→ WORK TASK: Reproduce only the stretch of entries below that begins at the first line and ends at the line holding "pub fn pack_summary(items: &[WorkItem])".

→ SOURCE DATA:
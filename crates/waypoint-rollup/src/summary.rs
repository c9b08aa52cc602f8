//! Whole-pack summaries
//!
//! The moderation board shows one headline number per ticket pack; this is
//! the reduction behind it. Same rounding rule as the per-group stats.

use serde::{Deserialize, Serialize};
use waypoint_domain::{CompletionStat, WorkItem, WorkItemStatus};

/// Status breakdown and headline completion for one ticket pack
#[derive(Debug, Clone, Copy, PartialEq, Eq, Default, Serialize, Deserialize)]
pub struct PackSummary {
    /// All items in the pack
    pub total: usize,
    /// Completed items
    pub done: usize,
    /// Items actively being worked
    pub in_progress: usize,
    /// Items waiting on something external
    pub blocked: usize,
    /// Items not picked up yet
    pub not_started: usize,
    /// `round(done / total * 100)`, 0 for an empty pack
    pub percent_complete: u8,
}

/// Summarize a ticket pack's items
#[must_use]
pub fn pack_summary(items: &[WorkItem]) -> PackSummary {
    let mut summary = PackSummary {
        total: items.len(),
        ..PackSummary::default()
    };

    for item in items {
        match item.status {
            WorkItemStatus::Done => summary.done += 1,
            WorkItemStatus::InProgress => summary.in_progress += 1,
            WorkItemStatus::Blocked => summary.blocked += 1,
            WorkItemStatus::NotStarted => summary.not_started += 1,
        }
    }

    summary.percent_complete = CompletionStat::of(summary.done, summary.total).percent;
    summary
}

#[cfg(test)]
mod tests {
    use super::*;
    use waypoint_domain::TicketPackId;

    fn item(status: WorkItemStatus) -> WorkItem {
        WorkItem::new(TicketPackId::new(), "T1.1").with_status(status)
    }

    #[test]
    fn counts_every_status_bucket() {
        let items = vec![
            item(WorkItemStatus::Done),
            item(WorkItemStatus::Done),
            item(WorkItemStatus::InProgress),
            item(WorkItemStatus::Blocked),
            item(WorkItemStatus::NotStarted),
        ];
        let summary = pack_summary(&items);
        assert_eq!(summary.total, 5);
        assert_eq!(summary.done, 2);
        assert_eq!(summary.in_progress, 1);
        assert_eq!(summary.blocked, 1);
        assert_eq!(summary.not_started, 1);
        assert_eq!(summary.percent_complete, 40);
    }

    #[test]
    fn empty_pack_is_all_zero() {
        let summary = pack_summary(&[]);
        assert_eq!(summary, PackSummary::default());
    }
}
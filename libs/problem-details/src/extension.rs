//! Problem details carrying a caller-defined extension payload
//!
//! RFC 9457 lets problem types add members of their own. [`ExtendedProblem`]
//! composes a [`Problem`] with a payload of any serializable shape, rendered
//! under the `extensions` member:
//!
//! ```
//! use http::StatusCode;
//! use problem_details::ExtendedProblem;
//! use serde::Serialize;
//!
//! #[derive(Clone, Default, Serialize)]
//! struct Credit {
//!     balance: u32,
//!     accounts: Vec<String>,
//! }
//!
//! let problem = ExtendedProblem::<Credit>::new()
//!     .with_status(StatusCode::FORBIDDEN)
//!     .with_extension(Credit { balance: 30, accounts: vec!["/account/12345".to_owned()] })
//!     .validate()?;
//!
//! assert_eq!(
//!     serde_json::to_string(&problem)?,
//!     r#"{"type":"about:blank","title":"Forbidden","status":403,"extensions":{"balance":30,"accounts":["/account/12345"]}}"#
//! );
//! # Ok::<(), Box<dyn std::error::Error>>(())
//! ```
//!
//! To place extension members next to the base members instead, embed a
//! [`Problem`] with `#[serde(flatten)]` in your own type and implement
//! [`ProblemDetails`](crate::ProblemDetails) for it.

use std::fmt;

use serde::{Deserialize, Serialize, Serializer};

use crate::builder::problem_builder;
use crate::problem::{Problem, Repr};

/// A [`Problem`] extended with an `extensions` member of type `T`.
#[derive(Debug, Clone, Default, PartialEq, Eq, Deserialize)]
#[serde(bound(deserialize = "T: Deserialize<'de> + Default"))]
#[must_use]
pub struct ExtendedProblem<T> {
    #[serde(flatten)]
    pub problem: Problem,
    /// Members specific to this problem type.
    #[serde(default)]
    pub extensions: T,
}

impl<T: Default> ExtendedProblem<T> {
    /// Create an extended problem with the same defaults as [`Problem::new`]
    /// and a default extension payload.
    pub fn new() -> Self {
        Self::default()
    }

    /// Create an extended problem whose detail is the message of `err`.
    pub fn from_error<E>(err: &E) -> Self
    where
        E: std::error::Error + ?Sized,
    {
        Self::new().with_error(err)
    }
}

impl<T> ExtendedProblem<T> {
    /// Attach `extensions` to an existing problem, keeping all its fields.
    pub fn from_problem(problem: Problem, extensions: T) -> Self {
        Self {
            problem,
            extensions,
        }
    }

    problem_builder!(problem);

    /// Replace the extension payload.
    pub fn with_extension(mut self, extensions: T) -> Self {
        self.extensions = extensions;
        self
    }

    /// Split into the base problem and the extension payload.
    pub fn into_parts(self) -> (Problem, T) {
        (self.problem, self.extensions)
    }
}

impl<T: Serialize> ExtendedProblem<T> {
    pub(crate) fn repr(&self) -> Repr<'_> {
        Repr {
            extensions: encode_extensions(&self.extensions),
            ..self.problem.repr()
        }
    }
}

impl<T: Default> From<Problem> for ExtendedProblem<T> {
    fn from(problem: Problem) -> Self {
        Self::from_problem(problem, T::default())
    }
}

/// Encode an extension payload for the `extensions` member.
///
/// Returns `None` when the member must be omitted: the payload failed to
/// encode, or it encoded to `null`, `{}` or `[]`.
pub(crate) fn encode_extensions<T: Serialize + ?Sized>(
    extensions: &T,
) -> Option<serde_json::Value> {
    use serde_json::Value;

    match serde_json::to_value(extensions) {
        Ok(Value::Null) | Err(_) => None,
        Ok(Value::Object(map)) if map.is_empty() => None,
        Ok(Value::Array(items)) if items.is_empty() => None,
        Ok(value) => Some(value),
    }
}

/// Renders `<title> (<status>) - <detail> - <extensions as JSON>`.
///
/// An extension payload that fails to encode renders as an empty fragment.
pub(crate) fn fmt_extended<T: Serialize + ?Sized>(
    base: &Repr<'_>,
    extensions: &T,
    f: &mut fmt::Formatter<'_>,
) -> fmt::Result {
    let ext = serde_json::to_string(extensions).unwrap_or_default();
    write!(f, "{base} - {ext}")
}

impl<T: Serialize> Serialize for ExtendedProblem<T> {
    fn serialize<S>(&self, serializer: S) -> Result<S::Ok, S::Error>
    where
        S: Serializer,
    {
        self.repr().serialize(serializer)
    }
}

impl<T: Serialize> fmt::Display for ExtendedProblem<T> {
    fn fmt(&self, f: &mut fmt::Formatter<'_>) -> fmt::Result {
        fmt_extended(&self.problem.repr(), &self.extensions, f)
    }
}

impl<T: Serialize + fmt::Debug> std::error::Error for ExtendedProblem<T> {}
//! XML rendering (`application/problem+xml`)
//!
//! The same members and omission rules as the JSON form, under a
//! `<problem>` root carrying the `urn:ietf:rfc:7807` namespace.

use serde::Serialize;
use thiserror::Error;

use crate::extension::ExtendedProblem;
use crate::problem::{Problem, Repr, XML_NAMESPACE};
use crate::validation::{ValidExtendedProblem, ValidProblem};

#[derive(Debug, Error)]
#[error("failed to encode problem as XML: {0}")]
pub struct XmlError(#[from] quick_xml::SeError);

/// XML encoding for problem details.
pub trait ToXml {
    /// Render as a `<problem>` document with the given namespace, or with no
    /// `xmlns` attribute when `namespace` is `None`.
    ///
    /// An extension payload the encoder cannot express (for instance a map
    /// key that is not a valid element name) is left out of the document.
    ///
    /// # Errors
    /// Returns [`XmlError`] if the XML encoder rejects the base members.
    fn to_xml_with_namespace(&self, namespace: Option<&str>) -> Result<String, XmlError>;

    /// Render as a `<problem xmlns="urn:ietf:rfc:7807">` document.
    ///
    /// # Errors
    /// See [`ToXml::to_xml_with_namespace`].
    fn to_xml(&self) -> Result<String, XmlError> {
        self.to_xml_with_namespace(Some(XML_NAMESPACE))
    }
}

fn render(repr: Repr<'_>, namespace: Option<&str>) -> Result<String, XmlError> {
    let doc = Repr {
        xmlns: namespace,
        ..repr
    };
    match quick_xml::se::to_string(&doc) {
        Ok(xml) => Ok(xml),
        // extension members without an XML element form are dropped, the base members still go out
        Err(_) if doc.extensions.is_some() => Ok(quick_xml::se::to_string(&Repr {
            extensions: None,
            ..doc
        })?),
        Err(err) => Err(err.into()),
    }
}

impl ToXml for Problem {
    fn to_xml_with_namespace(&self, namespace: Option<&str>) -> Result<String, XmlError> {
        render(self.repr(), namespace)
    }
}

impl ToXml for ValidProblem {
    fn to_xml_with_namespace(&self, namespace: Option<&str>) -> Result<String, XmlError> {
        render(self.repr(), namespace)
    }
}

impl<T: Serialize> ToXml for ExtendedProblem<T> {
    fn to_xml_with_namespace(&self, namespace: Option<&str>) -> Result<String, XmlError> {
        render(self.repr(), namespace)
    }
}

impl<T: Serialize> ToXml for ValidExtendedProblem<T> {
    fn to_xml_with_namespace(&self, namespace: Option<&str>) -> Result<String, XmlError> {
        render(self.repr(), namespace)
    }
}

#[cfg(test)]
#[cfg_attr(coverage_nightly, coverage(off))]
mod tests {
    use std::collections::BTreeMap;

    use http::StatusCode;

    use super::*;

    #[derive(Debug, Clone, Serialize)]
    struct CreditExt {
        balance: u32,
    }

    #[test]
    fn status_problem_renders_with_namespace() {
        let xml = Problem::from_status(StatusCode::NOT_FOUND).to_xml().unwrap();
        assert_eq!(
            xml,
            r#"<problem xmlns="urn:ietf:rfc:7807"><type>about:blank</type><title>Not Found</title><status>404</status></problem>"#
        );
    }

    #[test]
    fn namespace_can_be_dropped() {
        let xml = Problem::detailed(StatusCode::NOT_FOUND, "gone")
            .to_xml_with_namespace(None)
            .unwrap();
        assert_eq!(
            xml,
            "<problem><type>about:blank</type><title>Not Found</title><status>404</status><detail>gone</detail></problem>"
        );
    }

    #[test]
    fn text_is_escaped() {
        let xml = Problem::new()
            .with_title("Bad <input>")
            .with_detail("a & b")
            .to_xml()
            .unwrap();
        assert!(xml.contains("<title>Bad &lt;input&gt;</title>"));
        assert!(xml.contains("<detail>a &amp; b</detail>"));
    }

    #[test]
    fn sealing_does_not_change_xml() {
        let p = Problem::detailed(StatusCode::UNAUTHORIZED, "nope")
            .with_instance("/accounts/1")
            .extend(CreditExt { balance: 30 });
        let valid = p.validate().unwrap();
        assert_eq!(p.to_xml().unwrap(), valid.to_xml().unwrap());
    }

    #[test]
    fn extensions_render_as_child_element() {
        let xml = Problem::from_status(StatusCode::FORBIDDEN)
            .extend(CreditExt { balance: 30 })
            .to_xml()
            .unwrap();
        assert!(xml.contains("<extensions><balance>30</balance></extensions>"));
    }

    #[test]
    fn unencodable_extensions_are_left_out() {
        let credit = BTreeMap::from([("out of credit".to_owned(), 30)]);
        let xml = Problem::from_status(StatusCode::FORBIDDEN)
            .extend(credit)
            .to_xml()
            .unwrap();
        assert_eq!(
            xml,
            r#"<problem xmlns="urn:ietf:rfc:7807"><type>about:blank</type><title>Forbidden</title><status>403</status></problem>"#
        );

        let numbered = Problem::from_status(StatusCode::FORBIDDEN)
            .extend(BTreeMap::from([(1, "x")]))
            .validate()
            .unwrap();
        let xml = numbered.to_xml().unwrap();
        assert!(xml.contains("<status>403</status>"));
        assert!(!xml.contains("extensions"));
    }

    #[test]
    fn reads_back_into_problem() {
        let p = Problem::detailed(StatusCode::NOT_FOUND, "That thing doesn't exist.");
        let xml = p.to_xml().unwrap();
        let back: Problem = quick_xml::de::from_str(&xml).unwrap();
        assert_eq!(back, p);
    }
}
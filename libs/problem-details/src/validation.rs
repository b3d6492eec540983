//! Validation and the sealed problem variants
//!
//! [`validate`] is the single rule set for RFC 9457 compliance: the title
//! must be non-empty and the type must be a URI reference. The title is
//! checked first, so a problem failing both checks reports
//! [`ValidationError::TitleMissing`].
//!
//! [`ValidProblem`] and [`ValidExtendedProblem`] can only be produced by a
//! successful validation and expose no setters, so holding one is proof that
//! the payload is schema-valid.

use std::fmt;
use std::str::FromStr;

use http::StatusCode;
use serde::{Serialize, Serializer};
use thiserror::Error;
use url::Url;

use crate::extension::{ExtendedProblem, encode_extensions};
use crate::problem::{ABOUT_BLANK, Problem, Repr};

/// Base used only to check that a relative reference resolves.
const RELATIVE_BASE: &str = "http://relative.invalid/";

/// Reasons a problem type is rejected as a URI reference.
#[derive(Debug, Clone, Copy, PartialEq, Eq, Error)]
pub enum TypeUriError {
    #[error(transparent)]
    Parse(#[from] url::ParseError),

    #[error("first path segment in relative reference cannot contain a colon")]
    ColonInFirstSegment,

    #[error("invalid character {0:?} in uri")]
    InvalidCharacter(char),
}

/// Errors returned when a problem does not satisfy RFC 9457.
#[derive(Debug, Clone, PartialEq, Eq, Error)]
pub enum ValidationError {
    #[error("problem title must be set")]
    TitleMissing,

    #[error("problem type must be a valid uri: {value:?}: {source}")]
    InvalidType {
        value: String,
        #[source]
        source: TypeUriError,
    },
}

/// A problem type that has been parsed as a URI reference.
///
/// The caller's spelling is kept verbatim so converting a sealed problem back
/// into a [`Problem`] is lossless. Absolute URIs additionally carry their
/// parsed [`Url`].
#[derive(Debug, Clone, PartialEq, Eq)]
pub struct TypeUri {
    raw: String,
    url: Option<Url>,
}

impl TypeUri {
    /// Parse a problem type.
    ///
    /// An empty string stands for `about:blank`, the type RFC 9457 assumes
    /// when the member is absent.
    ///
    /// # Errors
    /// Returns [`TypeUriError`] if `raw` is neither an absolute URI nor a
    /// relative reference.
    pub fn parse(raw: &str) -> Result<Self, TypeUriError> {
        let raw = if raw.is_empty() { ABOUT_BLANK } else { raw };
        // the URL parser silently drops these, so the stored spelling would not be a URI
        if let Some(c) = raw
            .chars()
            .find(|c| c.is_ascii_control() || c.is_ascii_whitespace())
        {
            return Err(TypeUriError::InvalidCharacter(c));
        }
        match Url::parse(raw) {
            Ok(url) => Ok(Self {
                raw: raw.to_owned(),
                url: Some(url),
            }),
            Err(url::ParseError::RelativeUrlWithoutBase) => {
                check_relative_reference(raw)?;
                Ok(Self {
                    raw: raw.to_owned(),
                    url: None,
                })
            }
            Err(err) => Err(err.into()),
        }
    }

    #[must_use]
    pub fn as_str(&self) -> &str {
        &self.raw
    }

    /// The parsed URL, if the type is absolute.
    #[must_use]
    pub fn url(&self) -> Option<&Url> {
        self.url.as_ref()
    }

    #[must_use]
    pub fn is_relative(&self) -> bool {
        self.url.is_none()
    }

    #[must_use]
    pub fn is_about_blank(&self) -> bool {
        self.raw == ABOUT_BLANK
    }

    #[must_use]
    pub fn into_string(self) -> String {
        self.raw
    }
}

fn check_relative_reference(raw: &str) -> Result<(), TypeUriError> {
    // network-path references start with an authority, which may hold a port
    if !raw.starts_with("//") {
        let first_segment = raw.split(['/', '?', '#']).next().unwrap_or_default();
        if first_segment.contains(':') {
            return Err(TypeUriError::ColonInFirstSegment);
        }
    }
    Url::parse(RELATIVE_BASE)?.join(raw)?;
    Ok(())
}

impl FromStr for TypeUri {
    type Err = TypeUriError;

    fn from_str(s: &str) -> Result<Self, Self::Err> {
        Self::parse(s)
    }
}

impl fmt::Display for TypeUri {
    fn fmt(&self, f: &mut fmt::Formatter<'_>) -> fmt::Result {
        f.write_str(&self.raw)
    }
}

impl AsRef<str> for TypeUri {
    fn as_ref(&self) -> &str {
        &self.raw
    }
}

/// Check a problem's type and title.
///
/// # Errors
/// - [`ValidationError::TitleMissing`] if `title` is empty (checked first)
/// - [`ValidationError::InvalidType`] if `type_url` is not a URI reference
pub fn validate(type_url: &str, title: &str) -> Result<TypeUri, ValidationError> {
    if title.is_empty() {
        return Err(ValidationError::TitleMissing);
    }
    TypeUri::parse(type_url).map_err(|source| ValidationError::InvalidType {
        value: type_url.to_owned(),
        source,
    })
}

/// The two members every problem representation must provide.
///
/// Types that embed a [`Problem`] through `#[serde(flatten)]` instead of
/// using [`ExtendedProblem`] implement this by delegating to the embedded
/// value, which gives them the same validation rules.
pub trait ProblemDetails {
    /// The problem type URI as written.
    fn type_url(&self) -> &str;

    fn title(&self) -> &str;

    /// Run [`validate`] on this problem's type and title.
    ///
    /// # Errors
    /// See [`validate`].
    fn validate_details(&self) -> Result<TypeUri, ValidationError> {
        validate(self.type_url(), self.title())
    }
}

/// A problem that also carries an HTTP status code.
pub trait StatusProblem: ProblemDetails {
    fn status(&self) -> Option<StatusCode>;
}

impl ProblemDetails for Problem {
    fn type_url(&self) -> &str {
        &self.type_url
    }

    fn title(&self) -> &str {
        &self.title
    }
}

impl StatusProblem for Problem {
    fn status(&self) -> Option<StatusCode> {
        self.status
    }
}

impl<T> ProblemDetails for ExtendedProblem<T> {
    fn type_url(&self) -> &str {
        &self.problem.type_url
    }

    fn title(&self) -> &str {
        &self.problem.title
    }
}

impl<T> StatusProblem for ExtendedProblem<T> {
    fn status(&self) -> Option<StatusCode> {
        self.problem.status
    }
}

/// A sealed variant of [`Problem`] which is guaranteed to have valid fields.
///
/// Instances are created by [`Problem::validate`] or `ValidProblem::try_from`.
#[derive(Debug, Clone, PartialEq, Eq)]
#[must_use]
pub struct ValidProblem {
    type_uri: TypeUri,
    title: String,
    status: Option<StatusCode>,
    detail: String,
    instance: String,
}

impl ValidProblem {
    fn sealed(type_uri: TypeUri, problem: Problem) -> Self {
        Self {
            type_uri,
            title: problem.title,
            status: problem.status,
            detail: problem.detail,
            instance: problem.instance,
        }
    }

    #[must_use]
    pub fn type_uri(&self) -> &TypeUri {
        &self.type_uri
    }

    #[must_use]
    pub fn title(&self) -> &str {
        &self.title
    }

    #[must_use]
    pub fn status(&self) -> Option<StatusCode> {
        self.status
    }

    #[must_use]
    pub fn detail(&self) -> &str {
        &self.detail
    }

    #[must_use]
    pub fn instance(&self) -> &str {
        &self.instance
    }

    /// Convert back into a mutable [`Problem`]. The sealed value is consumed;
    /// clone it first to keep a valid copy.
    pub fn into_problem(self) -> Problem {
        Problem {
            type_url: self.type_uri.into_string(),
            title: self.title,
            status: self.status,
            detail: self.detail,
            instance: self.instance,
        }
    }

    pub(crate) fn repr(&self) -> Repr<'_> {
        Repr {
            xmlns: None,
            type_url: self.type_uri.as_str(),
            title: &self.title,
            status: self.status.map(|s| s.as_u16()),
            detail: &self.detail,
            instance: &self.instance,
            extensions: None,
        }
    }
}

impl Problem {
    /// Validate this problem against RFC 9457.
    ///
    /// # Errors
    /// Returns [`ValidationError`] if the title is empty or the type is not
    /// a URI reference.
    pub fn validate(&self) -> Result<ValidProblem, ValidationError> {
        ValidProblem::try_from(self.clone())
    }
}

impl TryFrom<Problem> for ValidProblem {
    type Error = ValidationError;

    fn try_from(problem: Problem) -> Result<Self, Self::Error> {
        let type_uri = problem.validate_details()?;
        Ok(Self::sealed(type_uri, problem))
    }
}

impl From<ValidProblem> for Problem {
    fn from(valid: ValidProblem) -> Self {
        valid.into_problem()
    }
}

impl ProblemDetails for ValidProblem {
    fn type_url(&self) -> &str {
        self.type_uri.as_str()
    }

    fn title(&self) -> &str {
        &self.title
    }
}

impl StatusProblem for ValidProblem {
    fn status(&self) -> Option<StatusCode> {
        self.status
    }
}

impl Serialize for ValidProblem {
    fn serialize<S>(&self, serializer: S) -> Result<S::Ok, S::Error>
    where
        S: Serializer,
    {
        self.repr().serialize(serializer)
    }
}

impl fmt::Display for ValidProblem {
    fn fmt(&self, f: &mut fmt::Formatter<'_>) -> fmt::Result {
        self.repr().fmt(f)
    }
}

impl std::error::Error for ValidProblem {}

/// A sealed variant of [`ExtendedProblem`] which is guaranteed to contain
/// valid fields.
#[derive(Debug, Clone, PartialEq, Eq)]
#[must_use]
pub struct ValidExtendedProblem<T> {
    problem: ValidProblem,
    extensions: T,
}

impl<T> ValidExtendedProblem<T> {
    #[must_use]
    pub fn problem(&self) -> &ValidProblem {
        &self.problem
    }

    #[must_use]
    pub fn extensions(&self) -> &T {
        &self.extensions
    }

    /// Drop the extensions and convert the base fields back into a [`Problem`].
    pub fn into_problem(self) -> Problem {
        self.problem.into_problem()
    }

    pub fn into_extended_problem(self) -> ExtendedProblem<T> {
        ExtendedProblem {
            problem: self.problem.into_problem(),
            extensions: self.extensions,
        }
    }
}

impl<T: Serialize> ValidExtendedProblem<T> {
    pub(crate) fn repr(&self) -> Repr<'_> {
        Repr {
            extensions: encode_extensions(&self.extensions),
            ..self.problem.repr()
        }
    }
}

impl<T: Clone> ExtendedProblem<T> {
    /// Validate the base fields; the extensions are copied as they are.
    ///
    /// # Errors
    /// Returns [`ValidationError`] if the title is empty or the type is not
    /// a URI reference.
    pub fn validate(&self) -> Result<ValidExtendedProblem<T>, ValidationError> {
        ValidExtendedProblem::try_from(self.clone())
    }
}

impl<T> TryFrom<ExtendedProblem<T>> for ValidExtendedProblem<T> {
    type Error = ValidationError;

    fn try_from(extended: ExtendedProblem<T>) -> Result<Self, Self::Error> {
        Ok(Self {
            problem: ValidProblem::try_from(extended.problem)?,
            extensions: extended.extensions,
        })
    }
}

impl<T> From<ValidExtendedProblem<T>> for ExtendedProblem<T> {
    fn from(valid: ValidExtendedProblem<T>) -> Self {
        valid.into_extended_problem()
    }
}

impl<T> ProblemDetails for ValidExtendedProblem<T> {
    fn type_url(&self) -> &str {
        self.problem.type_uri.as_str()
    }

    fn title(&self) -> &str {
        &self.problem.title
    }
}

impl<T> StatusProblem for ValidExtendedProblem<T> {
    fn status(&self) -> Option<StatusCode> {
        self.problem.status
    }
}

impl<T: Serialize> Serialize for ValidExtendedProblem<T> {
    fn serialize<S>(&self, serializer: S) -> Result<S::Ok, S::Error>
    where
        S: Serializer,
    {
        self.repr().serialize(serializer)
    }
}

impl<T: Serialize> fmt::Display for ValidExtendedProblem<T> {
    fn fmt(&self, f: &mut fmt::Formatter<'_>) -> fmt::Result {
        crate::extension::fmt_extended(&self.problem.repr(), &self.extensions, f)
    }
}

impl<T: Serialize + fmt::Debug> std::error::Error for ValidExtendedProblem<T> {}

→ ANSWER SPACE:
filename crates/waypoint-rollup/src/summary.rs
repository c9b08aa52cc602f8
//! Whole-pack summaries
//!
//! The moderation board shows one headline number per ticket pack; this is
//! the reduction behind it. Same rounding rule as the per-group stats.

use serde::{Deserialize, Serialize};
use waypoint_domain::{CompletionStat, WorkItem, WorkItemStatus};

/// Status breakdown and headline completion for one ticket pack
#[derive(Debug, Clone, Copy, PartialEq, Eq, Default, Serialize, Deserialize)]
pub struct PackSummary {
    /// All items in the pack
    pub total: usize,
    /// Completed items
    pub done: usize,
    /// Items actively being worked
    pub in_progress: usize,
    /// Items waiting on something external
    pub blocked: usize,
    /// Items not picked up yet
    pub not_started: usize,
    /// `round(done / total * 100)`, 0 for an empty pack
    pub percent_complete: u8,
}

/// Summarize a ticket pack's items
#[must_use]
pub fn pack_summary(items: &[WorkItem]) -> PackSummary {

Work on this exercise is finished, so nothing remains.